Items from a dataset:
::::::
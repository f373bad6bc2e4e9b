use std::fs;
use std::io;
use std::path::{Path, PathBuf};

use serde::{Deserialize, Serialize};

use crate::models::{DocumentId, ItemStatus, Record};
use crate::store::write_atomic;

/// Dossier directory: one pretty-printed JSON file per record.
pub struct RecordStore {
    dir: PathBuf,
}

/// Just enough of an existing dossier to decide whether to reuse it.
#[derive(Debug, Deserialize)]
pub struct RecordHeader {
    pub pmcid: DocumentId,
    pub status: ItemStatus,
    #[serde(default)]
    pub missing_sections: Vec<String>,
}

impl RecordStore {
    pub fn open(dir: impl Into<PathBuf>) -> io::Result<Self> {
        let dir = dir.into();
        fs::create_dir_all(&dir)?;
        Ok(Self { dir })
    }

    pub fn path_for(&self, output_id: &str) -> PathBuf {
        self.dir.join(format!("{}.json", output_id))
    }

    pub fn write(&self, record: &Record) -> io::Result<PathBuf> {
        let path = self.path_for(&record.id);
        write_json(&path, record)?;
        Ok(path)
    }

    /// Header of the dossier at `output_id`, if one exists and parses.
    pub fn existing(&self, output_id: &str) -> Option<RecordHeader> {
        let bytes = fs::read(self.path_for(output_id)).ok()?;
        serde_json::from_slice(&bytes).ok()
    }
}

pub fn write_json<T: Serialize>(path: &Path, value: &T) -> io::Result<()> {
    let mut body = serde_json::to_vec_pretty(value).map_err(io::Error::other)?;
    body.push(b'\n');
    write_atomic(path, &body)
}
::::::
■ Exercise description
Set down exactly the lines from the start of the records to the line with "pub fn write_json<T: Serialize>(path: &Path, value: &T)". Include that line, and add nothing more.

■ Written solution
repository f373bad6bc2e4e9b
use std::fs;
use std::io;
use std::path::{Path, PathBuf};

use serde::{Deserialize, Serialize};

use crate::models::{DocumentId, ItemStatus, Record};
use crate::store::write_atomic;

/// Dossier directory: one pretty-printed JSON file per record.
pub struct RecordStore {
    dir: PathBuf,
}

/// Just enough of an existing dossier to decide whether to reuse it.
#[derive(Debug, Deserialize)]
pub struct RecordHeader {
    pub pmcid: DocumentId,
    pub status: ItemStatus,
    #[serde(default)]
    pub missing_sections: Vec<String>,
}

impl RecordStore {
    pub fn open(dir: impl Into<PathBuf>) -> io::Result<Self> {
        let dir = dir.into();
        fs::create_dir_all(&dir)?;
        Ok(Self { dir })
    }

    pub fn path_for(&self, output_id: &str) -> PathBuf {
        self.dir.join(format!("{}.json", output_id))
    }

    pub fn write(&self, record: &Record) -> io::Result<PathBuf> {
        let path = self.path_for(&record.id);
        write_json(&path, record)?;
        Ok(path)
    }

    /// Header of the dossier at `output_id`, if one exists and parses.
    pub fn existing(&self, output_id: &str) -> Option<RecordHeader> {
        let bytes = fs::read(self.path_for(output_id)).ok()?;
        serde_json::from_slice(&bytes).ok()
    }
}

pub fn write_json<T: Serialize>(path: &Path, value: &T) -> io::Result<()> {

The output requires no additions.